W oznaczeniach ilościowych metodą UV-Vis podstawą interpretacji wyniku jest to, że absorbancja (A) w określonych warunkach jest proporcjonalna do stężenia badanej substancji. Ta zależność wynika z prawa Lamberta-Beera i pozwala przejść od sygnału instrumentalnego (A) do wielkości analitycznej (c), zwykle poprzez krzywą kalibracyjną.
Odpowiedź "Absorbancja jest proporcjonalna do stężenia substancji czynnej." jest więc właściwa, bo dotyczy bezpośrednio przeliczania wyniku pomiaru na zawartość substancji czynnej. W praktyce oznacza to, że przy dobrze dobranej długości fali, czystej kuwecie, stałej drodze optycznej i w zakresie liniowości można wyznaczyć stężenie na podstawie wzorców.
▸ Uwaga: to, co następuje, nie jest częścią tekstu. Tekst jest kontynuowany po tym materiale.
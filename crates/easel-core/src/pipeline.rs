//! Deterministic effect composition.
//!
//! [`EffectPipeline`] turns a base image plus a [`ParameterSet`] into a derived
//! image by running the active stages in [`Stage::ORDER`]. Effects do not
//! commute, so the order is fixed and public. Stages whose parameter sits at
//! its neutral value are skipped entirely rather than run as an identity pass.

use std::fmt;

use tracing::debug;

use crate::buffer::ImageBuffer;
use crate::ops::{CpuOps, ImageOps};
use crate::params::{ParamKey, ParameterSet};

/// One step of the effect pipeline.
#[derive(Debug, Clone, Copy, PartialEq, Eq, Hash)]
pub enum Stage {
    Grayscale,
    Invert,
    FlipH,
    FlipV,
    Brightness,
    Contrast,
    Blur,
    /// Only runs when the pipeline was built with sharpen enabled.
    Sharpen,
    Canny,
    Threshold,
    Rotation,
    Resize,
}

impl Stage {
    /// Fixed application order.
    pub const ORDER: [Stage; 12] = [
        Stage::Grayscale,
        Stage::Invert,
        Stage::FlipH,
        Stage::FlipV,
        Stage::Brightness,
        Stage::Contrast,
        Stage::Blur,
        Stage::Sharpen,
        Stage::Canny,
        Stage::Threshold,
        Stage::Rotation,
        Stage::Resize,
    ];

    pub const fn name(self) -> &'static str {
        match self {
            Stage::Grayscale => "grayscale",
            Stage::Invert => "invert",
            Stage::FlipH => "flip_h",
            Stage::FlipV => "flip_v",
            Stage::Brightness => "brightness",
            Stage::Contrast => "contrast",
            Stage::Blur => "blur",
            Stage::Sharpen => "sharpen",
            Stage::Canny => "canny",
            Stage::Threshold => "threshold",
            Stage::Rotation => "rotation",
            Stage::Resize => "resize",
        }
    }

    /// Whether this stage changes anything for `params`.
    pub fn is_active(self, params: &ParameterSet, include_sharpen: bool) -> bool {
        match self {
            Stage::Grayscale => params.grayscale(),
            Stage::Invert => params.invert(),
            Stage::FlipH => params.flip_h(),
            Stage::FlipV => params.flip_v(),
            Stage::Brightness => params.brightness() != neutral(ParamKey::Brightness),
            Stage::Contrast => params.contrast() != neutral(ParamKey::Contrast),
            Stage::Blur => params.blur() > 0,
            Stage::Sharpen => include_sharpen && params.sharpen() > 0,
            Stage::Canny => {
                params.canny_low() != neutral(ParamKey::CannyLow)
                    || params.canny_high() != neutral(ParamKey::CannyHigh)
            }
            Stage::Threshold => params.threshold() != neutral(ParamKey::Threshold),
            Stage::Rotation => params.rotation() != neutral(ParamKey::Rotation),
            Stage::Resize => {
                params.resize_w() != neutral(ParamKey::ResizeW)
                    || params.resize_h() != neutral(ParamKey::ResizeH)
            }
        }
    }
}

const fn neutral(key: ParamKey) -> i32 {
    key.spec().neutral
}

impl fmt::Display for Stage {
    fn fmt(&self, f: &mut fmt::Formatter<'_>) -> fmt::Result {
        f.write_str(self.name())
    }
}

/// Scale one dimension by a percentage, rounding down and never below 1.
pub fn scaled_dimension(dimension: u32, percent: i32) -> u32 {
    let scaled = u64::from(dimension) * u64::from(percent.max(0).unsigned_abs()) / 100;
    scaled.clamp(1, u64::from(u32::MAX)) as u32
}

/// Pure function from (base image, parameters) to a derived image.
#[derive(Debug, Clone, Default)]
pub struct EffectPipeline<O: ImageOps = CpuOps> {
    ops: O,
    include_sharpen: bool,
}

impl EffectPipeline<CpuOps> {
    /// Pipeline on the native CPU backend with sharpen disabled.
    pub fn new() -> Self {
        Self::default()
    }
}

impl<O: ImageOps> EffectPipeline<O> {
    pub fn with_ops(ops: O) -> Self {
        Self {
            ops,
            include_sharpen: false,
        }
    }

    /// Enable or disable the optional sharpen stage after blur.
    pub fn with_sharpen(mut self, enabled: bool) -> Self {
        self.include_sharpen = enabled;
        self
    }

    pub fn sharpen_enabled(&self) -> bool {
        self.include_sharpen
    }

    pub fn ops(&self) -> &O {
        &self.ops
    }

    /// Stages that will run for `params`, in application order.
    pub fn stages(&self, params: &ParameterSet) -> Vec<Stage> {
        Stage::ORDER
            .into_iter()
            .filter(|stage| stage.is_active(params, self.include_sharpen))
            .collect()
    }

    /// Render `base` with `params`. Never mutates `base`.
    pub fn apply(&self, base: &ImageBuffer, params: &ParameterSet) -> ImageBuffer {
        self.stages(params)
            .into_iter()
            .fold(base.clone(), |image, stage| self.apply_stage(stage, &image, params))
    }

    /// Like [`apply`](Self::apply), but polls `should_cancel` before every
    /// stage and gives up with `None` once it returns true.
    pub fn apply_until(
        &self,
        base: &ImageBuffer,
        params: &ParameterSet,
        should_cancel: &dyn Fn() -> bool,
    ) -> Option<ImageBuffer> {
        let mut image = base.clone();
        for stage in self.stages(params) {
            if should_cancel() {
                debug!(stage = stage.name(), "render cancelled");
                return None;
            }
            image = self.apply_stage(stage, &image, params);
        }
        Some(image)
    }

    fn apply_stage(&self, stage: Stage, image: &ImageBuffer, params: &ParameterSet) -> ImageBuffer {
        let ops = &self.ops;
        let out = match stage {
            Stage::Grayscale => ops.grayscale(image),
            Stage::Invert => ops.invert(image),
            Stage::FlipH => ops.flip_horizontal(image),
            Stage::FlipV => ops.flip_vertical(image),
            Stage::Brightness => ops.brightness(image, params.brightness()),
            Stage::Contrast => ops.contrast(image, params.contrast()),
            Stage::Blur => ops.gaussian_blur(image, params.blur().unsigned_abs()),
            Stage::Sharpen => ops.sharpen(image, params.sharpen()),
            Stage::Canny => ops.canny(image, params.canny_low(), params.canny_high()),
            Stage::Threshold => ops.threshold(image, params.threshold()),
            Stage::Rotation => ops.rotate(image, f64::from(params.rotation())),
            Stage::Resize => {
                let width = scaled_dimension(image.width(), params.resize_w());
                let height = scaled_dimension(image.height(), params.resize_h());
                ops.resize(image, width, height)
            }
        };
        debug!(
            stage = stage.name(),
            width = out.width(),
            height = out.height(),
            channels = out.channels().count(),
            "processing"
        );
        out
    }
}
Pozostałe odpowiedzi nie są najważniejszym założeniem ilościowej interpretacji:
- "Każda substancja ma unikalny profil absorpcji światła UV-Vis." – kształt widma może pomagać w identyfikacji lub doborze długości fali, ale nie jest kluczowym założeniem pozwalającym obliczyć stężenie; dodatkowo "unikalność" bywa ograniczona, bo widma różnych związków mogą się nakładać.
- "Metoda ta jest stosowana tylko do analizy substancji nieorganicznych." – to stwierdzenie jest błędne: UV-Vis powszechnie stosuje się do wielu związków organicznych i nieorganicznych, o ile absorbują w UV lub Vis (lub tworzą barwne/absorbujące układy).
- "Absorbancja jest niezależna od stężenia substancji czynnej." – to zaprzecza idei oznaczeń ilościowych UV-Vis; gdyby tak było, pomiar absorbancji nie dawałby informacji o zawartości analitu.
Wskazówka egzaminacyjna: gdy pytanie dotyczy interpretacji wyników UV-Vis w analizie zawartości, najczęściej chodzi o zależność A–c i warunki jej spełnienia (zakres liniowości, brak silnych interferencji, poprawne tło/blank).